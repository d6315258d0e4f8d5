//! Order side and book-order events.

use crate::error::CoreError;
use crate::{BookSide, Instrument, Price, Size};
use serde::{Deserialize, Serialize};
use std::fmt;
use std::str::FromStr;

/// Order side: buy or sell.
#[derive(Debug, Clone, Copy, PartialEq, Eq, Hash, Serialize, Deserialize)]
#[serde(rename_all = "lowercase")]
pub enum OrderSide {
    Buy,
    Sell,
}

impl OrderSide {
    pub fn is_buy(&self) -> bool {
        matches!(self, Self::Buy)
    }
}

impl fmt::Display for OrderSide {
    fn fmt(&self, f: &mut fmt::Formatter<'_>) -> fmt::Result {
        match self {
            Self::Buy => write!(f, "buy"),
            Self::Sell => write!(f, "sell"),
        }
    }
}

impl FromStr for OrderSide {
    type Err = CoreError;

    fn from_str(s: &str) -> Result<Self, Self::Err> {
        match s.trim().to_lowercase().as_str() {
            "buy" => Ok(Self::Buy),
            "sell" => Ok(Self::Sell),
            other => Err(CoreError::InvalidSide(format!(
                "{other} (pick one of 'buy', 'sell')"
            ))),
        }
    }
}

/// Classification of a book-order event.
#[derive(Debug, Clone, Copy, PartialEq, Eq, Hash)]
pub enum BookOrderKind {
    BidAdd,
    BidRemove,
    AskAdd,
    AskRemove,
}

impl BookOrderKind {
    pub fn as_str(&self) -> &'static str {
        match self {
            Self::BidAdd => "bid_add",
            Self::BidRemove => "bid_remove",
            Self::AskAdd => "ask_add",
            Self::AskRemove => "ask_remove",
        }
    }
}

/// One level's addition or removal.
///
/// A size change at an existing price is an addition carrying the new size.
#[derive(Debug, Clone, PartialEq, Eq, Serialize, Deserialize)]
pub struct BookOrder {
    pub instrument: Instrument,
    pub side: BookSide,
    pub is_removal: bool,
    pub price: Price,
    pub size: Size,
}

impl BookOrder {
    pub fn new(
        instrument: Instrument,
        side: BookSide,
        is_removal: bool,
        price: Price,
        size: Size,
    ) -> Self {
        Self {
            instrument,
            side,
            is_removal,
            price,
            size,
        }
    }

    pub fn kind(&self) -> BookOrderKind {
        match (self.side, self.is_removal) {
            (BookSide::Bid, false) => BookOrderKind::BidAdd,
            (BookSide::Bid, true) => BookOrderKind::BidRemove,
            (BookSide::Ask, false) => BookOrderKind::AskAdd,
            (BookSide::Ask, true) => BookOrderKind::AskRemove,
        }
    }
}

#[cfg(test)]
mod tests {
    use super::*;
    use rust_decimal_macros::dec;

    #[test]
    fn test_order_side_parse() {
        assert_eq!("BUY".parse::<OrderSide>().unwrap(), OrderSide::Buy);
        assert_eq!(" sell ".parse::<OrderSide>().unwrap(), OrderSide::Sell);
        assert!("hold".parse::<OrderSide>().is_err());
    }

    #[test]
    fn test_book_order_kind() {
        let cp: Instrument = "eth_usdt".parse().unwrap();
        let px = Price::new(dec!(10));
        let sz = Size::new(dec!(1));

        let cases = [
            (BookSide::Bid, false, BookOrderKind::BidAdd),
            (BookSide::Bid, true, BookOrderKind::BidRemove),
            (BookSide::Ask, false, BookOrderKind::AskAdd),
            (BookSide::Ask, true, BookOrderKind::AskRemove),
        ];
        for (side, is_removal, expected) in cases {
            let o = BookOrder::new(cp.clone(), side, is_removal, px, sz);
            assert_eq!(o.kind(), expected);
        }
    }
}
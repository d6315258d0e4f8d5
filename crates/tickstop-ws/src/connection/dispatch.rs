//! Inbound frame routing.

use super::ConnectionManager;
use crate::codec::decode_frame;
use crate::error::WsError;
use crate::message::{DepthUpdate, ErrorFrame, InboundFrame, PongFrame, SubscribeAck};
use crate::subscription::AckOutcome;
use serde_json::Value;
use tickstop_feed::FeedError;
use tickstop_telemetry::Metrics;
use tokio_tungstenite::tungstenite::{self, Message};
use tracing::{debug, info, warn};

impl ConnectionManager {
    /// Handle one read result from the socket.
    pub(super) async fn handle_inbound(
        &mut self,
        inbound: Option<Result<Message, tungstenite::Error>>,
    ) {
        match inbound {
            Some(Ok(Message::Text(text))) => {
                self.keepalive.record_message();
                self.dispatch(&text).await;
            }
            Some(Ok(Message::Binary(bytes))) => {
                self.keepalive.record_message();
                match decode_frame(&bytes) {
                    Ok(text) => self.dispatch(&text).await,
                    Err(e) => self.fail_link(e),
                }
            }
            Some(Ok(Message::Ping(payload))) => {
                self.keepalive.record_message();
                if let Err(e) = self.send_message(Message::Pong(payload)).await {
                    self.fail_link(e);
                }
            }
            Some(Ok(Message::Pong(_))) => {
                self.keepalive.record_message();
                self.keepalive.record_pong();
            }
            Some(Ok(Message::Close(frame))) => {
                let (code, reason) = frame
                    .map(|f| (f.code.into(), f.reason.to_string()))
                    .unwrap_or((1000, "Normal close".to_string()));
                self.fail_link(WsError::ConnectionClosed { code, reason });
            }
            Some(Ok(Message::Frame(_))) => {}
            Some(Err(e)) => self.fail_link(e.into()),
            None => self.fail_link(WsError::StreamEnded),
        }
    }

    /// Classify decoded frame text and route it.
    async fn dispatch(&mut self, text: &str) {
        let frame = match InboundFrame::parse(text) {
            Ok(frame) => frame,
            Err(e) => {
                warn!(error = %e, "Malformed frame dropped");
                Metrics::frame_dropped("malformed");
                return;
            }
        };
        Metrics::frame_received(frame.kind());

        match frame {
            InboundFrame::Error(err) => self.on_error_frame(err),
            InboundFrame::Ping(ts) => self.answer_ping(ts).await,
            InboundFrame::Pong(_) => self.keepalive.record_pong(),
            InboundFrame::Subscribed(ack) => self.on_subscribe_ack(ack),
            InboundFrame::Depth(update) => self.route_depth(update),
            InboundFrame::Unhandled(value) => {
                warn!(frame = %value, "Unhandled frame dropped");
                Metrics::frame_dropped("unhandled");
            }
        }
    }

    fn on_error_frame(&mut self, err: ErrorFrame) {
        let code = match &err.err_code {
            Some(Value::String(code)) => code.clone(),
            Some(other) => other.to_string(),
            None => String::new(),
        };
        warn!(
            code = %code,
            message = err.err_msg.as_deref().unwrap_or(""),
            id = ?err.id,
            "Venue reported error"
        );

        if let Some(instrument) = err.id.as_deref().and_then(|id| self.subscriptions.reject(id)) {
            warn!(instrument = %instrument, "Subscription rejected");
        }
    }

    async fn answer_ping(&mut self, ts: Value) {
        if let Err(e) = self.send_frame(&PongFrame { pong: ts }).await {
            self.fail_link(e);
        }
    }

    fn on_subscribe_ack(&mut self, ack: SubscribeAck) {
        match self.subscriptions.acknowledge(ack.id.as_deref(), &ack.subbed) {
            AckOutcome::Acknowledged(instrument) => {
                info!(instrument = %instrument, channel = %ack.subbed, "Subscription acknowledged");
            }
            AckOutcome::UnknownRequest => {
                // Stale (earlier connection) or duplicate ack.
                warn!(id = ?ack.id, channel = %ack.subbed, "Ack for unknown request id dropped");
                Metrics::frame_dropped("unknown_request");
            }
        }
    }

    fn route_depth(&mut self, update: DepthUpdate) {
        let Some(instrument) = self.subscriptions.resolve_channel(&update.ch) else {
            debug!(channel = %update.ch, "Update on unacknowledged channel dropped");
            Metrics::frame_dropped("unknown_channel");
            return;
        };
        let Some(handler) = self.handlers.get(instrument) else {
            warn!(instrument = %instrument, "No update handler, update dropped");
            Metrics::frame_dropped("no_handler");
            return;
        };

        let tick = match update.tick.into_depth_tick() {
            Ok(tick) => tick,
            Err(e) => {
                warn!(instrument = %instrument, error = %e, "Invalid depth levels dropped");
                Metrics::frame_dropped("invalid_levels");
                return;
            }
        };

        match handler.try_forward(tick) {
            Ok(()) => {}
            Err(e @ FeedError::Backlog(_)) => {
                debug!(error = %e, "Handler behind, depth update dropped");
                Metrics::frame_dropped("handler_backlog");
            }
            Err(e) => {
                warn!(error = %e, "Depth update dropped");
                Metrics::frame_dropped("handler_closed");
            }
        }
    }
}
• • • • •
● What to do
Beginning with the line that holds "fn route_depth(&mut self, update: DepthUpdate)" and ending with the last line of the listing, output every line exactly. Leave out everything else.

● Task answer
    fn route_depth(&mut self, update: DepthUpdate) {
        let Some(instrument) = self.subscriptions.resolve_channel(&update.ch) else {
            debug!(channel = %update.ch, "Update on unacknowledged channel dropped");
            Metrics::frame_dropped("unknown_channel");
            return;
        };
        let Some(handler) = self.handlers.get(instrument) else {
            warn!(instrument = %instrument, "No update handler, update dropped");
            Metrics::frame_dropped("no_handler");
            return;
        };

        let tick = match update.tick.into_depth_tick() {
            Ok(tick) => tick,
            Err(e) => {
                warn!(instrument = %instrument, error = %e, "Invalid depth levels dropped");
                Metrics::frame_dropped("invalid_levels");
                return;
            }
        };

        match handler.try_forward(tick) {
            Ok(()) => {}
            Err(e @ FeedError::Backlog(_)) => {
                debug!(error = %e, "Handler behind, depth update dropped");
                Metrics::frame_dropped("handler_backlog");
            }
            Err(e) => {
                warn!(error = %e, "Depth update dropped");
                Metrics::frame_dropped("handler_closed");
            }
        }
    }
}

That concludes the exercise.